### WHAT THE EXERCISE ASKS
Nothing but an exact copy is wanted: the line with "in script source." and each line after it in the data below, last line included.

### Dataset entries
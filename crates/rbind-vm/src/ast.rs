//! Syntax tree produced by the parser and walked by the evaluator.

use std::rc::Rc;

use crate::symbol::Sym;

/// Piece of an interpolated string.
#[derive(Debug, Clone)]
pub enum DStrPart {
    Lit(String),
    Code(Vec<Node>),
}

#[derive(Debug, Clone)]
pub enum Node {
    Nil,
    True,
    False,
    SelfRef,
    Int(i64),
    Float(f64),
    Str(String),
    DStr(Vec<DStrPart>),
    Symbol(Sym),
    Array(Vec<Node>),
    Hash(Vec<(Node, Node)>),

    LVar(Sym),
    LAsgn(Sym, Box<Node>),
    IVar(Sym),
    IAsgn(Sym, Box<Node>),
    Const(Sym),
    CDecl(Sym, Box<Node>),

    /// A bare identifier that is not a known local: a zero-argument call on
    /// `self` which reports `NameError` rather than `NoMethodError`.
    VCall { mid: Sym, line: u32 },
    /// Method call. `recv == None` calls on `self`.
    Call {
        recv: Option<Box<Node>>,
        mid: Sym,
        args: Vec<Node>,
        line: u32,
    },
    /// Setter or index assignment; evaluates to the assigned value.
    AttrAsgn {
        recv: Box<Node>,
        mid: Sym,
        args: Vec<Node>,
        line: u32,
    },

    And(Box<Node>, Box<Node>),
    Or(Box<Node>, Box<Node>),
    Not(Box<Node>),

    If {
        cond: Box<Node>,
        then_body: Vec<Node>,
        else_body: Vec<Node>,
    },
    While {
        cond: Box<Node>,
        body: Vec<Node>,
        /// `until` loops run while the condition is falsy.
        negate: bool,
    },
    Seq(Vec<Node>),

    Def(Rc<ScriptMethod>),
    ClassDef {
        name: Sym,
        superclass: Option<Box<Node>>,
        body: Vec<Node>,
        line: u32,
    },

    Return(Option<Box<Node>>),
    Break(Option<Box<Node>>),
    Next(Option<Box<Node>>),

    Begin {
        body: Vec<Node>,
        rescues: Vec<Rescue>,
        else_body: Vec<Node>,
        ensure: Vec<Node>,
    },
}

/// One `rescue` clause.
#[derive(Debug, Clone)]
pub struct Rescue {
    /// Exception class expressions; empty means `StandardError`.
    pub classes: Vec<Node>,
    pub var: Option<Sym>,
    pub body: Vec<Node>,
}

/// A method defined in script source.
#[derive(Debug)]
pub struct ScriptMethod {
    pub name: Sym,
    pub params: Vec<Sym>,
    pub body: Vec<Node>,
    pub line: u32,
}

impl ScriptMethod {
    pub fn arity(&self) -> usize {
        self.params.len()
    }
}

### PROBLEM SOLUTION
/// A method defined in script source.
#[derive(Debug)]
pub struct ScriptMethod {
    pub name: Sym,
    pub params: Vec<Sym>,
    pub body: Vec<Node>,
    pub line: u32,
}

impl ScriptMethod {
    pub fn arity(&self) -> usize {
        self.params.len()
    }
}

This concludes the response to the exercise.